◆ **Task**: All lines in the material below that contain "join" should be located and copied.

◆ **Supplied entries**:
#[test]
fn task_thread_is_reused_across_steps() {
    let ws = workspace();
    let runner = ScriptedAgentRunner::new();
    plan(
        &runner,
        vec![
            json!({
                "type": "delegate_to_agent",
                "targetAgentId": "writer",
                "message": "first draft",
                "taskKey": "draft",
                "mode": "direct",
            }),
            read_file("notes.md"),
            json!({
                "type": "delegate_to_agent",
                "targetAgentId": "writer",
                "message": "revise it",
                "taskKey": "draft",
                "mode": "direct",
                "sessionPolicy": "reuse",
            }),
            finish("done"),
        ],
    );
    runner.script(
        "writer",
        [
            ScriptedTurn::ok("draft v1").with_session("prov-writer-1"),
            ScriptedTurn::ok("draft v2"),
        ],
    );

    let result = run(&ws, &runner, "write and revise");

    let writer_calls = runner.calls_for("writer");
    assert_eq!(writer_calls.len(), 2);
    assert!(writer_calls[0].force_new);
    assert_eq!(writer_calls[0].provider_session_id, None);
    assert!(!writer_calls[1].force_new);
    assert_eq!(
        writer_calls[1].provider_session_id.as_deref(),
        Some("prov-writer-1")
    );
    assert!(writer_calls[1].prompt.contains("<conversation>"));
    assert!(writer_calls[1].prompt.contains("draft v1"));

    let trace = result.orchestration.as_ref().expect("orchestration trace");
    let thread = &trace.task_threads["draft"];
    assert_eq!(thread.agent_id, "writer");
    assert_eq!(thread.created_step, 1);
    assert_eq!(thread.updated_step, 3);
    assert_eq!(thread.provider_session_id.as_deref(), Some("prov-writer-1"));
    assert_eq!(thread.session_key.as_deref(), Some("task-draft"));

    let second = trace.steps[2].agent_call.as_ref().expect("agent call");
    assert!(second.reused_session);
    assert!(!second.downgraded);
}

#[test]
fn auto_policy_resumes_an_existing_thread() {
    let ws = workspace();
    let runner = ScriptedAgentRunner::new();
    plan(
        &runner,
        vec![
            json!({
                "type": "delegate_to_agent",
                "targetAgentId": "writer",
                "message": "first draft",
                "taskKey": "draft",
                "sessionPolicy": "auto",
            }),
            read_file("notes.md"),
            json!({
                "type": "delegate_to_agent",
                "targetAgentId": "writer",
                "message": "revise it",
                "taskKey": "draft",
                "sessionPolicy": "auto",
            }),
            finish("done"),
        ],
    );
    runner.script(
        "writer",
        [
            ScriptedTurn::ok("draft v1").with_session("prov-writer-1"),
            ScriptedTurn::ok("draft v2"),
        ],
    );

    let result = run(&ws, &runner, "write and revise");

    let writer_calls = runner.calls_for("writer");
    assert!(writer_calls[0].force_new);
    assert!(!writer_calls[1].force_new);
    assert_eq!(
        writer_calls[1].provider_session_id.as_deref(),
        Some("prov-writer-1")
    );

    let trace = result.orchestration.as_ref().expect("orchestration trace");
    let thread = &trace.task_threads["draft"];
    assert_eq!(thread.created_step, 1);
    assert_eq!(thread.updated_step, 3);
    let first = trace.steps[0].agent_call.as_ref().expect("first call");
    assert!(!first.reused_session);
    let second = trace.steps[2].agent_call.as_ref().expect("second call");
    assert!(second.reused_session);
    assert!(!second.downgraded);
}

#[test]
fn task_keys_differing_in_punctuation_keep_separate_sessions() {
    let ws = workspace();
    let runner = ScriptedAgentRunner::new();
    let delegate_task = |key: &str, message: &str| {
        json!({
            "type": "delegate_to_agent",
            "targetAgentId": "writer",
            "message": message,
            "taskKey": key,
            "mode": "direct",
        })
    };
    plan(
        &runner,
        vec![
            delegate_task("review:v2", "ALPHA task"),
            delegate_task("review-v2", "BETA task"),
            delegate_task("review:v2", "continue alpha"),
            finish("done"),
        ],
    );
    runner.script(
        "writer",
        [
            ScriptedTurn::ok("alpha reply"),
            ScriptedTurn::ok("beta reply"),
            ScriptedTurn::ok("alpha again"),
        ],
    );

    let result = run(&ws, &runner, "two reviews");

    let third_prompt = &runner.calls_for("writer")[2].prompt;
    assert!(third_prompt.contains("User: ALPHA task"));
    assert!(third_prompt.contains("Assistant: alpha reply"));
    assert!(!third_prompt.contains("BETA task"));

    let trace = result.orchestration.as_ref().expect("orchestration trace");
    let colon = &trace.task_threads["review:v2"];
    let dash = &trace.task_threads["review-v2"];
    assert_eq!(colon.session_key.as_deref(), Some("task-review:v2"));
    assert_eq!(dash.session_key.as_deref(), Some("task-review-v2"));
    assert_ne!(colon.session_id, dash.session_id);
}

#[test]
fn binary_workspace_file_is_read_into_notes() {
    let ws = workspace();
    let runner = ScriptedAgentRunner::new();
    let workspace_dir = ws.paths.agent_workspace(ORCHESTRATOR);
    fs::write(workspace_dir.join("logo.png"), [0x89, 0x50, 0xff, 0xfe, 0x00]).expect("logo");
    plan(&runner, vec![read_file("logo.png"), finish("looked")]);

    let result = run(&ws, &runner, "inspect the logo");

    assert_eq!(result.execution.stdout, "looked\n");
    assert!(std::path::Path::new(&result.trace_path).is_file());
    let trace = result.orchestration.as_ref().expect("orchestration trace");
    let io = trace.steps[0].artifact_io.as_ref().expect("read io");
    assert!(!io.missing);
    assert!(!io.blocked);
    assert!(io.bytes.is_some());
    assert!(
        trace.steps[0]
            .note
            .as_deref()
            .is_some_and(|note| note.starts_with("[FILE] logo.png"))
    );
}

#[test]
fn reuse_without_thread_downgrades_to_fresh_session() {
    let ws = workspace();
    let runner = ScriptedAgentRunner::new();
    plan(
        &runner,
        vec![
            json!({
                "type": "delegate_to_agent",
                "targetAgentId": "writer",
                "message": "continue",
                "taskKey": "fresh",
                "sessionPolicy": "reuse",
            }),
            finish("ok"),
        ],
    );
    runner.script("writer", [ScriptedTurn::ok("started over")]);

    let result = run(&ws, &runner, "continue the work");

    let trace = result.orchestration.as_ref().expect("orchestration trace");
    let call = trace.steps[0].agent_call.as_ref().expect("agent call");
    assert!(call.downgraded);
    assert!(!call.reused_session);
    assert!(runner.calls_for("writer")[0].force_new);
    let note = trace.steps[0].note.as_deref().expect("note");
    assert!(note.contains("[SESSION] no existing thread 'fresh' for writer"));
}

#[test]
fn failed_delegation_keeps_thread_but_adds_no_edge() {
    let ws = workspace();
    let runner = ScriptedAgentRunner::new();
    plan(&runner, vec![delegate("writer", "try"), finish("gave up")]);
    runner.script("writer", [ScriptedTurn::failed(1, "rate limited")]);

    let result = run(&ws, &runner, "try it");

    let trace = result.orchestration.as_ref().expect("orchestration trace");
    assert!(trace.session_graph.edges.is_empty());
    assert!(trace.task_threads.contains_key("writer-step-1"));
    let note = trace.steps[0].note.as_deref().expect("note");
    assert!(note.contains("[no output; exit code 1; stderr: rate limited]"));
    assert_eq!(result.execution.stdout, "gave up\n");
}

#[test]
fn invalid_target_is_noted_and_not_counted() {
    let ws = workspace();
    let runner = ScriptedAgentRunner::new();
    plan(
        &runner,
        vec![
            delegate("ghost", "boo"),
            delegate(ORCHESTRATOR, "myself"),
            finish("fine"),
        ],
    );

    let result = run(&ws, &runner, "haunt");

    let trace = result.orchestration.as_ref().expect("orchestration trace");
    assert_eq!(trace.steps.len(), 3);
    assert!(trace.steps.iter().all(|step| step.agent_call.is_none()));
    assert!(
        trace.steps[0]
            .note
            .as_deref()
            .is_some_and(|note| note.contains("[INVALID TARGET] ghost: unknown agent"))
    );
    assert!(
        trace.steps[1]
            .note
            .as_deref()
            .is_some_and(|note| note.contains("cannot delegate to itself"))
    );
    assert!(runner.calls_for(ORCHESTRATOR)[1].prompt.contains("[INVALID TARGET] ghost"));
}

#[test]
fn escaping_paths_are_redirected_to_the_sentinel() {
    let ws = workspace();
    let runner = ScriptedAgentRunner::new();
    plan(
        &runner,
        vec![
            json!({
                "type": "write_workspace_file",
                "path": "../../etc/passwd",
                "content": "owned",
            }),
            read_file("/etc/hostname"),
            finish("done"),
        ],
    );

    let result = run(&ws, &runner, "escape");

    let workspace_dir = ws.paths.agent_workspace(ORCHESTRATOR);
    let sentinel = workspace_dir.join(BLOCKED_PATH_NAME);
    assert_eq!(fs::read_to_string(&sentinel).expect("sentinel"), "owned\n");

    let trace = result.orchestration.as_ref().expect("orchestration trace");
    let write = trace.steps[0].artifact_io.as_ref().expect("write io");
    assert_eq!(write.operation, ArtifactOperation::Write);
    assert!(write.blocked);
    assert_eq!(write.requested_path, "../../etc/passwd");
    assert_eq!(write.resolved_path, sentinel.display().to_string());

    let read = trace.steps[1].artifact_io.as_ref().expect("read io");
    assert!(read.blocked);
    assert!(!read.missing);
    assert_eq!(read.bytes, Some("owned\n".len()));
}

---

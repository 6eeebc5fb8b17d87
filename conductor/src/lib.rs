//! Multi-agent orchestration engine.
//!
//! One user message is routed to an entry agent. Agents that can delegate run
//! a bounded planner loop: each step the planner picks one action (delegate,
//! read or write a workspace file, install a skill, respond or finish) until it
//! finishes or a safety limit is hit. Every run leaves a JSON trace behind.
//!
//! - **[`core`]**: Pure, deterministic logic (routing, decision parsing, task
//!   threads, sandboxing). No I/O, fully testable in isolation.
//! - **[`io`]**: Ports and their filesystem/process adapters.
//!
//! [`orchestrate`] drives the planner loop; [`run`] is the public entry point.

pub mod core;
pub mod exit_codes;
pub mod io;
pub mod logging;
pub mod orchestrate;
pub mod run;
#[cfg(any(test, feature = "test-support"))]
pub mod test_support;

◆ **Your response**:
    fs::write(workspace_dir.join("logo.png"), [0x89, 0x50, 0xff, 0xfe, 0x00]).expect("logo");
    let sentinel = workspace_dir.join(BLOCKED_PATH_NAME);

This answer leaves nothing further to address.